## ACTIVITY
Give every entry again, word for word.

## DATASET EXTRACT
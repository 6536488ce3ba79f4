use axum::{Router, routing::get};

use crate::modules::activity::controller::{list_activities, log_activity};
use crate::state::AppState;

pub fn init_activities_router() -> Router<AppState> {
    Router::new().route("/", get(list_activities).post(log_activity))
}
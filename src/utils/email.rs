use lettre::message::{MultiPart, SinglePart, header};
use lettre::transport::smtp::authentication::Credentials;
use lettre::{Message, SmtpTransport, Transport};
use mesrs_config::EmailConfig;
use mesrs_core::{AppError, Language};
use tracing::{info, instrument};

pub struct EmailService {
    config: EmailConfig,
}

impl EmailService {
    pub fn new(config: EmailConfig) -> Self {
        Self { config }
    }

    pub fn reset_link(&self, reset_token: &str) -> String {
        format!(
            "{}/auth/reset-password?token={}",
            self.config.frontend_url.trim_end_matches('/'),
            reset_token
        )
    }

    #[instrument(skip(self, reset_token))]
    pub async fn send_password_reset_email(
        &self,
        to_email: &str,
        to_name: &str,
        reset_token: &str,
        language: Language,
    ) -> Result<(), AppError> {
        let reset_link = self.reset_link(reset_token);
        let (subject, text_body) = match language {
            Language::Fr => (
                "Réinitialisation du mot de passe",
                format!(
                    "Bonjour {},\n\n\
                     Vous avez demandé la réinitialisation de votre mot de passe.\n\n\
                     Ouvrez le lien suivant pour choisir un nouveau mot de passe :\n\
                     {}\n\n\
                     Ce lien expire dans une heure.\n\n\
                     Si vous n'êtes pas à l'origine de cette demande, ignorez ce message.\n\n\
                     Ministère de l'Enseignement Supérieur et de la Recherche Scientifique",
                    to_name, reset_link
                ),
            ),
            Language::Ar => (
                "إعادة تعيين كلمة المرور",
                format!(
                    "مرحبا {}،\n\n\
                     لقد طلبت إعادة تعيين كلمة المرور.\n\n\
                     افتح الرابط التالي لاختيار كلمة مرور جديدة:\n\
                     {}\n\n\
                     تنتهي صلاحية هذا الرابط خلال ساعة واحدة.\n\n\
                     إذا لم تقم بهذا الطلب، يرجى تجاهل هذه الرسالة.\n\n\
                     وزارة التعليم العالي والبحث العلمي",
                    to_name, reset_link
                ),
            ),
        };

        let html_body = self.password_reset_template(&text_body, &reset_link, language);
        self.send_email(to_email, subject, &text_body, &html_body)
            .await
    }

    #[instrument(skip(self, html_body, text_body))]
    async fn send_email(
        &self,
        to_email: &str,
        subject: &str,
        text_body: &str,
        html_body: &str,
    ) -> Result<(), AppError> {
        if !self.config.enabled {
            info!(to = %to_email, subject, "SMTP disabled, email not sent");
            return Ok(());
        }

        let from = self.config.sender();

        let email = Message::builder()
            .from(
                from.parse()
                    .map_err(|e| AppError::internal_error(format!("Invalid from email: {}", e)))?,
            )
            .to(to_email
                .parse()
                .map_err(|e| AppError::internal_error(format!("Invalid to email: {}", e)))?)
            .subject(subject)
            .multipart(
                MultiPart::alternative()
                    .singlepart(
                        SinglePart::builder()
                            .header(header::ContentType::TEXT_PLAIN)
                            .body(text_body.to_string()),
                    )
                    .singlepart(
                        SinglePart::builder()
                            .header(header::ContentType::TEXT_HTML)
                            .body(html_body.to_string()),
                    ),
            )
            .map_err(|e| AppError::internal_error(format!("Failed to build email: {}", e)))?;

        let mailer = if !self.config.has_credentials() {
            SmtpTransport::builder_dangerous(&self.config.smtp_host)
                .port(self.config.smtp_port)
                .build()
        } else {
            let creds = Credentials::new(
                self.config.smtp_username.clone(),
                self.config.smtp_password.clone(),
            );

            SmtpTransport::relay(&self.config.smtp_host)
                .map_err(|e| {
                    AppError::internal_error(format!("Failed to create SMTP relay: {}", e))
                })?
                .port(self.config.smtp_port)
                .credentials(creds)
                .build()
        };

        tokio::task::spawn_blocking(move || mailer.send(&email))
            .await
            .map_err(|e| AppError::internal_error(format!("Task join error: {}", e)))?
            .map_err(|e| AppError::internal_error(format!("Failed to send email: {}", e)))?;

        info!(to = %to_email, "Email sent");
        Ok(())
    }

    fn password_reset_template(&self, text: &str, reset_link: &str, language: Language) -> String {
        let (dir, button) = match language {
            Language::Fr => ("ltr", "Réinitialiser le mot de passe"),
            Language::Ar => ("rtl", "إعادة تعيين كلمة المرور"),
        };
        let paragraphs: String = text
            .split("\n\n")
            .map(|p| format!("<p style=\"color:#333333;line-height:1.5;\">{}</p>", p.replace('\n', "<br>")))
            .collect();

        format!(
            r#"<!DOCTYPE html>
<html lang="{lang}" dir="{dir}">
<head><meta charset="UTF-8"></head>
<body style="margin:0;padding:20px;font-family:Arial,sans-serif;background-color:#f4f4f4;">
  <div style="max-width:600px;margin:0 auto;background:#ffffff;border-radius:8px;overflow:hidden;">
    <div style="background-color:#006233;padding:24px;text-align:center;color:#ffffff;font-size:22px;">MESRS</div>
    <div style="padding:32px;">
      {paragraphs}
      <p style="text-align:center;margin:24px 0;">
        <a href="{link}" style="background-color:#00A652;color:#ffffff;padding:12px 32px;border-radius:6px;text-decoration:none;">{button}</a>
      </p>
    </div>
  </div>
</body>
</html>"#,
            lang = language.code(),
            dir = dir,
            paragraphs = paragraphs,
            link = reset_link,
            button = button,
        )
    }
}

#[cfg(test)]
mod tests {
    use super::*;

    fn service() -> EmailService {
        EmailService::new(EmailConfig {
            frontend_url: "http://localhost:5173/".to_string(),
            ..EmailConfig::default()
        })
    }

    #[test]
    fn reset_link_points_to_client() {
        assert_eq!(
            service().reset_link("abc"),
            "http://localhost:5173/auth/reset-password?token=abc"
        );
    }

    #[test]
    fn arabic_template_is_rtl() {
        let html = service().password_reset_template("مرحبا", "http://x", Language::Ar);
        assert!(html.contains("dir=\"rtl\""));
        assert!(html.contains("lang=\"ar\""));
    }

    #[tokio::test]
    async fn disabled_smtp_skips_delivery() {
        service()
            .send_password_reset_email("a@una.mr", "Ahmed", "token", Language::Fr)
            .await
            .unwrap();
    }
}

## EXERCISE SOLUTION
repository 6536488ce3ba79f4
use axum::{Router, routing::get};

use crate::modules::activity::controller::{list_activities, log_activity};
use crate::state::AppState;

pub fn init_activities_router() -> Router<AppState> {
    Router::new().route("/", get(list_activities).post(log_activity))
}
filename src/utils/email.rs
use lettre::message::{MultiPart, SinglePart, header};
use lettre::transport::smtp::authentication::Credentials;
use lettre::{Message, SmtpTransport, Transport};
use mesrs_config::EmailConfig;
use mesrs_core::{AppError, Language};
use tracing::{info, instrument};

pub struct EmailService {
    config: EmailConfig,
}

impl EmailService {
    pub fn new(config: EmailConfig) -> Self {
        Self { config }
    }

    pub fn reset_link(&self, reset_token: &str) -> String {
        format!(
            "{}/auth/reset-password?token={}",
            self.config.frontend_url.trim_end_matches('/'),
            reset_token
        )
    }

    #[instrument(skip(self, reset_token))]
    pub async fn send_password_reset_email(
        &self,
        to_email: &str,
        to_name: &str,
        reset_token: &str,
        language: Language,
    ) -> Result<(), AppError> {
        let reset_link = self.reset_link(reset_token);
        let (subject, text_body) = match language {
            Language::Fr => (
                "Réinitialisation du mot de passe",
                format!(
                    "Bonjour {},\n\n\
                     Vous avez demandé la réinitialisation de votre mot de passe.\n\n\
                     Ouvrez le lien suivant pour choisir un nouveau mot de passe :\n\
                     {}\n\n\
                     Ce lien expire dans une heure.\n\n\
                     Si vous n'êtes pas à l'origine de cette demande, ignorez ce message.\n\n\
                     Ministère de l'Enseignement Supérieur et de la Recherche Scientifique",
                    to_name, reset_link
                ),
            ),
            Language::Ar => (
                "إعادة تعيين كلمة المرور",
                format!(
                    "مرحبا {}،\n\n\
                     لقد طلبت إعادة تعيين كلمة المرور.\n\n\
                     افتح الرابط التالي لاختيار كلمة مرور جديدة:\n\
                     {}\n\n\
                     تنتهي صلاحية هذا الرابط خلال ساعة واحدة.\n\n\
                     إذا لم تقم بهذا الطلب، يرجى تجاهل هذه الرسالة.\n\n\
                     وزارة التعليم العالي والبحث العلمي",
                    to_name, reset_link
                ),
            ),
        };

        let html_body = self.password_reset_template(&text_body, &reset_link, language);
        self.send_email(to_email, subject, &text_body, &html_body)
            .await
    }

    #[instrument(skip(self, html_body, text_body))]
    async fn send_email(
        &self,
        to_email: &str,
        subject: &str,
        text_body: &str,
        html_body: &str,
    ) -> Result<(), AppError> {
        if !self.config.enabled {
            info!(to = %to_email, subject, "SMTP disabled, email not sent");
            return Ok(());
        }

        let from = self.config.sender();

        let email = Message::builder()
            .from(
                from.parse()
                    .map_err(|e| AppError::internal_error(format!("Invalid from email: {}", e)))?,
            )
            .to(to_email
                .parse()
                .map_err(|e| AppError::internal_error(format!("Invalid to email: {}", e)))?)
            .subject(subject)
            .multipart(
                MultiPart::alternative()
                    .singlepart(
                        SinglePart::builder()
                            .header(header::ContentType::TEXT_PLAIN)
                            .body(text_body.to_string()),
                    )
                    .singlepart(
                        SinglePart::builder()
                            .header(header::ContentType::TEXT_HTML)
                            .body(html_body.to_string()),
                    ),
            )
            .map_err(|e| AppError::internal_error(format!("Failed to build email: {}", e)))?;

        let mailer = if !self.config.has_credentials() {
            SmtpTransport::builder_dangerous(&self.config.smtp_host)
                .port(self.config.smtp_port)
                .build()
        } else {
            let creds = Credentials::new(
                self.config.smtp_username.clone(),
                self.config.smtp_password.clone(),
            );

            SmtpTransport::relay(&self.config.smtp_host)
                .map_err(|e| {
                    AppError::internal_error(format!("Failed to create SMTP relay: {}", e))
                })?
                .port(self.config.smtp_port)
                .credentials(creds)
                .build()
        };

        tokio::task::spawn_blocking(move || mailer.send(&email))
            .await
            .map_err(|e| AppError::internal_error(format!("Task join error: {}", e)))?
            .map_err(|e| AppError::internal_error(format!("Failed to send email: {}", e)))?;

        info!(to = %to_email, "Email sent");
        Ok(())
    }

    fn password_reset_template(&self, text: &str, reset_link: &str, language: Language) -> String {
        let (dir, button) = match language {
            Language::Fr => ("ltr", "Réinitialiser le mot de passe"),
            Language::Ar => ("rtl", "إعادة تعيين كلمة المرور"),
        };
        let paragraphs: String = text
            .split("\n\n")
            .map(|p| format!("<p style=\"color:#333333;line-height:1.5;\">{}</p>", p.replace('\n', "<br>")))
            .collect();

        format!(
            r#"<!DOCTYPE html>
<html lang="{lang}" dir="{dir}">
<head><meta charset="UTF-8"></head>
<body style="margin:0;padding:20px;font-family:Arial,sans-serif;background-color:#f4f4f4;">
  <div style="max-width:600px;margin:0 auto;background:#ffffff;border-radius:8px;overflow:hidden;">
    <div style="background-color:#006233;padding:24px;text-align:center;color:#ffffff;font-size:22px;">MESRS</div>
    <div style="padding:32px;">
      {paragraphs}
      <p style="text-align:center;margin:24px 0;">
        <a href="{link}" style="background-color:#00A652;color:#ffffff;padding:12px 32px;border-radius:6px;text-decoration:none;">{button}</a>
      </p>
    </div>
  </div>
</body>
</html>"#,
            lang = language.code(),
            dir = dir,
            paragraphs = paragraphs,
            link = reset_link,
            button = button,
        )
    }
}

#[cfg(test)]
mod tests {
    use super::*;

    fn service() -> EmailService {
        EmailService::new(EmailConfig {
            frontend_url: "http://localhost:5173/".to_string(),
            ..EmailConfig::default()
        })
    }

    #[test]
    fn reset_link_points_to_client() {
        assert_eq!(
            service().reset_link("abc"),
            "http://localhost:5173/auth/reset-password?token=abc"
        );
    }

    #[test]
    fn arabic_template_is_rtl() {
        let html = service().password_reset_template("مرحبا", "http://x", Language::Ar);
        assert!(html.contains("dir=\"rtl\""));
        assert!(html.contains("lang=\"ar\""));
    }

    #[tokio::test]
    async fn disabled_smtp_skips_delivery() {
        service()
            .send_password_reset_email("a@una.mr", "Ahmed", "token", Language::Fr)
            .await
            .unwrap();
    }
}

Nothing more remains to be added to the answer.